What 1,900 data points told us, and how we’re responding

At Intermountain Health, we gather and analyze public health data and community feedback through surveys, focus groups, and conversations with local organizations and leaders.

Article 1 Main CHNA focus group image

Improving health and wellbeing doesn’t happen by chance.

It happens when communities, data, and action come together with purpose.

That’s the role of Community Health Needs Assessments (CHNAs). At Intermountain Health, we gather and analyze public health data and community feedback through surveys, focus groups, and conversations with local organizations and leaders.

“It is important to not only hear community experiences, but also to validate them with data,” said Lisa Nichols, vice president of Community Health at Intermountain Health. “This approach helps us move from concern to clarity and then to action. It creates alignment between communities and Intermountain Health around where we can focus our efforts to do the greatest good and keep people well.”

Common needs, different approaches 

Across the communities Intermountain serves, CHNAs often identify similar priorities, such as increasing access to care, improving behavioral health, addressing social drivers of health, and preventing childhood injury and illness. 

What differs is how those needs show up locally. For example, the help needed to address food insecurity—a social driver of health—looks different in rural areas without public transportation than it does in dense urban areas. Intermountain is dedicated to ensuring that solutions reflect local resources, infrastructure, and strengths. We rely on CHNAs to help us recognize these differences while staying focused on shared health goals.
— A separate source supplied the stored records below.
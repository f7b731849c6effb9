// src/config/loader.rs

use std::fs;
use std::path::{Path, PathBuf};

use tracing::debug;

use crate::config::model::ConfigFile;
use crate::config::validate::validate_config;
use crate::errors::Result;

/// Load a configuration file from a given path and return the raw `ConfigFile`.
///
/// This only performs TOML deserialization; it does **not** perform semantic
/// validation (glob syntax, browser queries, etc.). Use [`load_or_default`]
/// for that.
pub fn load_from_path(path: impl AsRef<Path>) -> Result<ConfigFile> {
    let path = path.as_ref();
    let contents = fs::read_to_string(path)?;

    let config: ConfigFile = toml::from_str(&contents)?;

    Ok(config)
}

/// Load the configuration for a project, falling back to built-in defaults
/// when no file exists at `path`.
///
/// This is the entry point the rest of the application uses:
///
/// - Missing file: defaults describing the conventional `source/` -> `build/`
///   layout.
/// - Present file: TOML is read, section defaults are applied by `serde`,
///   and the result passes through [`validate_config`]. A malformed file is
///   an error, never silently replaced by defaults.
pub fn load_or_default(path: impl AsRef<Path>) -> Result<ConfigFile> {
    let path = path.as_ref();
    let config = if path.exists() {
        load_from_path(path)?
    } else {
        debug!(path = ?path, "no config file found, using defaults");
        ConfigFile::default()
    };
    validate_config(&config)?;
    Ok(config)
}

/// Directory that relative `[project]` paths are resolved against: the
/// directory containing the config file, or `.` when the path has no parent.
pub fn config_root_dir(config_path: &Path) -> PathBuf {
    match config_path.parent() {
        Some(parent) if parent.as_os_str().is_empty() => PathBuf::from("."),
        Some(parent) => parent.to_path_buf(),
        None => PathBuf::from("."),
    }
}

#[cfg(test)]
mod tests {
    use super::*;

    #[test]
    fn missing_file_yields_defaults() {
        let dir = tempfile::tempdir().unwrap();
        let config = load_or_default(dir.path().join("Sitemill.toml")).unwrap();
        assert_eq!(config.project.source_dir, "source");
        assert_eq!(config.project.output_dir, "build");
        assert_eq!(config.server.port, 3000);
        assert_eq!(config.watch.debounce_ms, 150);
        assert!(!config.watch.use_hash);
    }

    #[test]
    fn partial_file_keeps_section_defaults() {
        let dir = tempfile::tempdir().unwrap();
        let path = dir.path().join("Sitemill.toml");
        fs::write(
            &path,
            r#"
[project]
source_dir = "site"

[server]
port = 8080
"#,
        )
        .unwrap();

        let config = load_or_default(&path).unwrap();
        assert_eq!(config.project.source_dir, "site");
        assert_eq!(config.project.output_dir, "build");
        assert_eq!(config.server.port, 8080);
        assert_eq!(config.styles.entries, "styles/*.scss");
    }

    #[test]
    fn unknown_keys_are_rejected() {
        let dir = tempfile::tempdir().unwrap();
        let path = dir.path().join("Sitemill.toml");
        fs::write(&path, "[project]\nsource = \"typo\"\n").unwrap();
        assert!(load_or_default(&path).is_err());
    }

    #[test]
    fn config_root_dir_handles_bare_file_names() {
        assert_eq!(config_root_dir(Path::new("Sitemill.toml")), Path::new("."));
        assert_eq!(
            config_root_dir(Path::new("/tmp/site/Sitemill.toml")),
            Path::new("/tmp/site")
        );
    }
}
Turning assessments into action

CHNAs are not reports meant to sit on a shelf. They are a starting point and directly shape Implementation Strategies that guide funding, program design, and collaboration with community organizations.

These strategies help Intermountain align resources with community health priorities, including prevention, early support, and improved access to care. Intermountain boards review and approve them, and they are shared publicly to ensure accountability to the communities that helped shape them.

Listening at scale, acting locally

In 2025, Intermountain completed its largest CHNA effort to date, conducting 25 assessments across Utah, Idaho, and Nevada. Colorado hospitals also finalized Implementation Strategies based on their 2024 CHNAs, and Montana started to gather data and community input to begin its next CHNA cycle in 2026.

In Utah and Idaho alone, more than 1,000 public surveys captured feedback across 27 counties. Nearly 240 stakeholder surveys gathered insights from community organizations serving thousands of people. Community meetings created space for open discussion and collaboration, while local leaders worked together to identify priorities. Nearly 1,900 data points helped sharpen focus and guide what comes next.

“This scale of listening matters,” said Anne Cazier, Community Health director for Utah and Idaho. “It allows us to understand patterns across communities while staying grounded in local context and ensuring our efforts reflect the communities we serve.”

What’s next

Intermountain will continue to engage communities through data collection, focus groups, and planning. Organizations that have not previously participated in focus groups are encouraged to reach out to ensure their perspectives are included in future cycles. We will continue to post the results on our website and encourage you to check in periodically to see updates in your local area.

By bringing together community input, data, and careful decision-making, Intermountain works to improve health in ways that are thoughtful, focused, and built to last—helping people live the healthiest lives possible.